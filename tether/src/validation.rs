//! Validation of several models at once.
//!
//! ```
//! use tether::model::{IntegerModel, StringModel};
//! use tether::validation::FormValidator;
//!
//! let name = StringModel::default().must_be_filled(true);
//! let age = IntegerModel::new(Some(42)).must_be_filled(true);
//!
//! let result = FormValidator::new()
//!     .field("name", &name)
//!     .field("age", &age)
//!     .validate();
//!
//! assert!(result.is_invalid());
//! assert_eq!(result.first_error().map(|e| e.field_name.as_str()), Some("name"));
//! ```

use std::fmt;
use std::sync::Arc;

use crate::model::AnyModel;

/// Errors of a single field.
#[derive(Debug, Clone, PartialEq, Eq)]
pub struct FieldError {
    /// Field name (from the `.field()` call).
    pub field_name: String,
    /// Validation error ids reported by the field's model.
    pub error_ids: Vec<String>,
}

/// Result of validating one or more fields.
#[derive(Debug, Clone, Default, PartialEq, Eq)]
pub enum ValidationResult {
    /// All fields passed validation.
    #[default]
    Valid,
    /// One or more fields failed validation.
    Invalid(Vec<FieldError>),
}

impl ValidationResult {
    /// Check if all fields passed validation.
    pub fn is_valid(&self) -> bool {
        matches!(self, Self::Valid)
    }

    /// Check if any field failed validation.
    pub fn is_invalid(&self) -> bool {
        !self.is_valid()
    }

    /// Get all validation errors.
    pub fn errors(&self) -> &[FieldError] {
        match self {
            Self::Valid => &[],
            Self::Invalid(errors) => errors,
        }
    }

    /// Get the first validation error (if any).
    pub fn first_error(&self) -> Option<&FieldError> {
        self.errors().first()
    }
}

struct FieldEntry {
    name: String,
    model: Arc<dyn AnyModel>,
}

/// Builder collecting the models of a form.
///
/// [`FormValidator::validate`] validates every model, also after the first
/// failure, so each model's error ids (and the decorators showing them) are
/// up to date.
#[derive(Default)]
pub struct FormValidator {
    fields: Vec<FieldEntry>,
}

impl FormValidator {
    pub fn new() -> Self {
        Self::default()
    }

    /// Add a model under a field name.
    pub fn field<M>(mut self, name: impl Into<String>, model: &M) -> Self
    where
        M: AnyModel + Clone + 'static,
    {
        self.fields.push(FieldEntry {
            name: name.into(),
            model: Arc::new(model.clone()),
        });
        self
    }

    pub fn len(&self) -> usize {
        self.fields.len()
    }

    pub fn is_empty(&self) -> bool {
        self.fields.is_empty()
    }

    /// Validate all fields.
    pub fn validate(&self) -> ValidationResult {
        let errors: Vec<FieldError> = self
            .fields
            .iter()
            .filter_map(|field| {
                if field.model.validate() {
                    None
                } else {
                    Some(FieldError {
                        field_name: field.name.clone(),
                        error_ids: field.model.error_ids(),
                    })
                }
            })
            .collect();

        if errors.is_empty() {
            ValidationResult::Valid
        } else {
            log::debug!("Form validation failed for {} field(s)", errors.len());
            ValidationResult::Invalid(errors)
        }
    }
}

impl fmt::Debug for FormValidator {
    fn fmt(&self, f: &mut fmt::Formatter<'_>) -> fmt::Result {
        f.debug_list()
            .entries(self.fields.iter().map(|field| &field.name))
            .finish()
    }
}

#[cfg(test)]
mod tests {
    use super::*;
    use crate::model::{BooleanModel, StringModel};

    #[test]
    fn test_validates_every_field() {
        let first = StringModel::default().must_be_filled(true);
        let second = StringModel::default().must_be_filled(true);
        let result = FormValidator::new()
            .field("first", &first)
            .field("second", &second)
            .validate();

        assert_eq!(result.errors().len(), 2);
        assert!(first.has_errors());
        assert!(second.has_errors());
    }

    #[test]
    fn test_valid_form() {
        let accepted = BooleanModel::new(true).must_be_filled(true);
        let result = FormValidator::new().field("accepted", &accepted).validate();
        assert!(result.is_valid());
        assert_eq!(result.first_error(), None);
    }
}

------------------------------------------------------------

> Work instruction: Repeat the entries verbatim through the line with "a field name.".

> Task response:
filename tether/src/validation.rs
//! Validation of several models at once.
//!
//! ```
//! use tether::model::{IntegerModel, StringModel};
//! use tether::validation::FormValidator;
//!
//! let name = StringModel::default().must_be_filled(true);
//! let age = IntegerModel::new(Some(42)).must_be_filled(true);
//!
//! let result = FormValidator::new()
//!     .field("name", &name)
//!     .field("age", &age)
//!     .validate();
//!
//! assert!(result.is_invalid());
//! assert_eq!(result.first_error().map(|e| e.field_name.as_str()), Some("name"));
//! ```

use std::fmt;
use std::sync::Arc;

use crate::model::AnyModel;

/// Errors of a single field.
#[derive(Debug, Clone, PartialEq, Eq)]
pub struct FieldError {
    /// Field name (from the `.field()` call).
    pub field_name: String,
    /// Validation error ids reported by the field's model.
    pub error_ids: Vec<String>,
}

/// Result of validating one or more fields.
#[derive(Debug, Clone, Default, PartialEq, Eq)]
pub enum ValidationResult {
    /// All fields passed validation.
    #[default]
    Valid,
    /// One or more fields failed validation.
    Invalid(Vec<FieldError>),
}

impl ValidationResult {
    /// Check if all fields passed validation.
    pub fn is_valid(&self) -> bool {
        matches!(self, Self::Valid)
    }

    /// Check if any field failed validation.
    pub fn is_invalid(&self) -> bool {
        !self.is_valid()
    }

    /// Get all validation errors.
    pub fn errors(&self) -> &[FieldError] {
        match self {
            Self::Valid => &[],
            Self::Invalid(errors) => errors,
        }
    }

    /// Get the first validation error (if any).
    pub fn first_error(&self) -> Option<&FieldError> {
        self.errors().first()
    }
}

struct FieldEntry {
    name: String,
    model: Arc<dyn AnyModel>,
}

/// Builder collecting the models of a form.
///
/// [`FormValidator::validate`] validates every model, also after the first
/// failure, so each model's error ids (and the decorators showing them) are
/// up to date.
#[derive(Default)]
pub struct FormValidator {
    fields: Vec<FieldEntry>,
}

impl FormValidator {
    pub fn new() -> Self {
        Self::default()
    }

    /// Add a model under a field name.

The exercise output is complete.